SOURCE MATERIAL:
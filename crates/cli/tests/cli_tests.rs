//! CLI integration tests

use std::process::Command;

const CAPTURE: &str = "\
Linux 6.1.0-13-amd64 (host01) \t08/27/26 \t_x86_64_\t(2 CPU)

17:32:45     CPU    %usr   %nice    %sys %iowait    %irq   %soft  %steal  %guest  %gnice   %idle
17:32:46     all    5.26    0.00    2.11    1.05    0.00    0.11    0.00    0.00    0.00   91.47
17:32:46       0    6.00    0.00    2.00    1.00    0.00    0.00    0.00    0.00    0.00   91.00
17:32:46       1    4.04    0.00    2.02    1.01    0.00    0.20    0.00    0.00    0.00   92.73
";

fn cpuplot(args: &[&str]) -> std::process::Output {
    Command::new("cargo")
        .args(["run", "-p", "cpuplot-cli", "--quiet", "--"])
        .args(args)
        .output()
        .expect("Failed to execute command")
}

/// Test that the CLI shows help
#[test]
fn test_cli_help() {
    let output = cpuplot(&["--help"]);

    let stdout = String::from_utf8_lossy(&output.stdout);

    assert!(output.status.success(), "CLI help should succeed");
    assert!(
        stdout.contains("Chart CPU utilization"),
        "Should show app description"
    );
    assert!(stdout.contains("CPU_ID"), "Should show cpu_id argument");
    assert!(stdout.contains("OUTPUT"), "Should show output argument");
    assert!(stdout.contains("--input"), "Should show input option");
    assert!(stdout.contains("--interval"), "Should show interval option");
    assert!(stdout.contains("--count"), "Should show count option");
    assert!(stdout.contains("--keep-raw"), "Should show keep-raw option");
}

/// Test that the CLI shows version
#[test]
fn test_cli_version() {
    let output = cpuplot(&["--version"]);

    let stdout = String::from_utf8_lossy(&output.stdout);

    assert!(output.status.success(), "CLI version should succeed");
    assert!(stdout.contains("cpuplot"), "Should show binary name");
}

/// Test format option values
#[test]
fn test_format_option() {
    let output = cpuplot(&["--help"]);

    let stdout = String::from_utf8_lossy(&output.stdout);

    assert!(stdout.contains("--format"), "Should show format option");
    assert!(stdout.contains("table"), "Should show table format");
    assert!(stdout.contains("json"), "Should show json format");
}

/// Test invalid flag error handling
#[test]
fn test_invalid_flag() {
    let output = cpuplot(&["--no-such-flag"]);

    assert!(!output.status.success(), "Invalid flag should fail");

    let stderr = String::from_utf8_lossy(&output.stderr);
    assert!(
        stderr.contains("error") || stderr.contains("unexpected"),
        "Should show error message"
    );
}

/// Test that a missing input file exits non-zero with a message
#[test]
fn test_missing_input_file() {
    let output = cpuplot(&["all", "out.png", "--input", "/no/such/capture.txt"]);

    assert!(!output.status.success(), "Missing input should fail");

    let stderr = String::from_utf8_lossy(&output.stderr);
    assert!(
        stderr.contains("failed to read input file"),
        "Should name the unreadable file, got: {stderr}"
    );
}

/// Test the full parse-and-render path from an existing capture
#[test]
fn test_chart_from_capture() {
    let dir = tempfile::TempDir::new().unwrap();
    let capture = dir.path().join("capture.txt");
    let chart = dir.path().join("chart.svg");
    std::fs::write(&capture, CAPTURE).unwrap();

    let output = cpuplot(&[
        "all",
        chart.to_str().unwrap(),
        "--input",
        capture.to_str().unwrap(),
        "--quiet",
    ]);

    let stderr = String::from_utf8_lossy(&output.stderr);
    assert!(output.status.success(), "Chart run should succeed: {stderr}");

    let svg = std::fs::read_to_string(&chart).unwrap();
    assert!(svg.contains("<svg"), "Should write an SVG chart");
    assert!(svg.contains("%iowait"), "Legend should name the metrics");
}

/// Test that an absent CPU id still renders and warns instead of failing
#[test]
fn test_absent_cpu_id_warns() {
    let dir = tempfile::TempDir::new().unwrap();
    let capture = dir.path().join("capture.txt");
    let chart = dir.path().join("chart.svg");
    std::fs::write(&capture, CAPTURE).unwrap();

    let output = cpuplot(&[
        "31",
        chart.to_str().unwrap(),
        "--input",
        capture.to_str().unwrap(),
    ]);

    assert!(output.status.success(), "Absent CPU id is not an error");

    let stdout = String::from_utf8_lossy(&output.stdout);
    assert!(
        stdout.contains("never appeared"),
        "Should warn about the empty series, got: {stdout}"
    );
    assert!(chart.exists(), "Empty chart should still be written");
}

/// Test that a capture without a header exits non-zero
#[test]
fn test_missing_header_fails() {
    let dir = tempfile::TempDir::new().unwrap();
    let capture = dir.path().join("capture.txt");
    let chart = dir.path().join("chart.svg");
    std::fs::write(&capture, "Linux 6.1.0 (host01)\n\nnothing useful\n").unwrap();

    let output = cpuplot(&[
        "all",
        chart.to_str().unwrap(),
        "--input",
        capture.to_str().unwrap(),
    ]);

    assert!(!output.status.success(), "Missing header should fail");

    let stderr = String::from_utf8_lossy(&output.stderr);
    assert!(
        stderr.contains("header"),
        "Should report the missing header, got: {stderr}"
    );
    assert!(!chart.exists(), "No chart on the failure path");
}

WHAT NEEDS TO BE DONE: Work out how many lines of the data hold the string "exits". Reply with that number alone.

YOUR RESPONSE: 2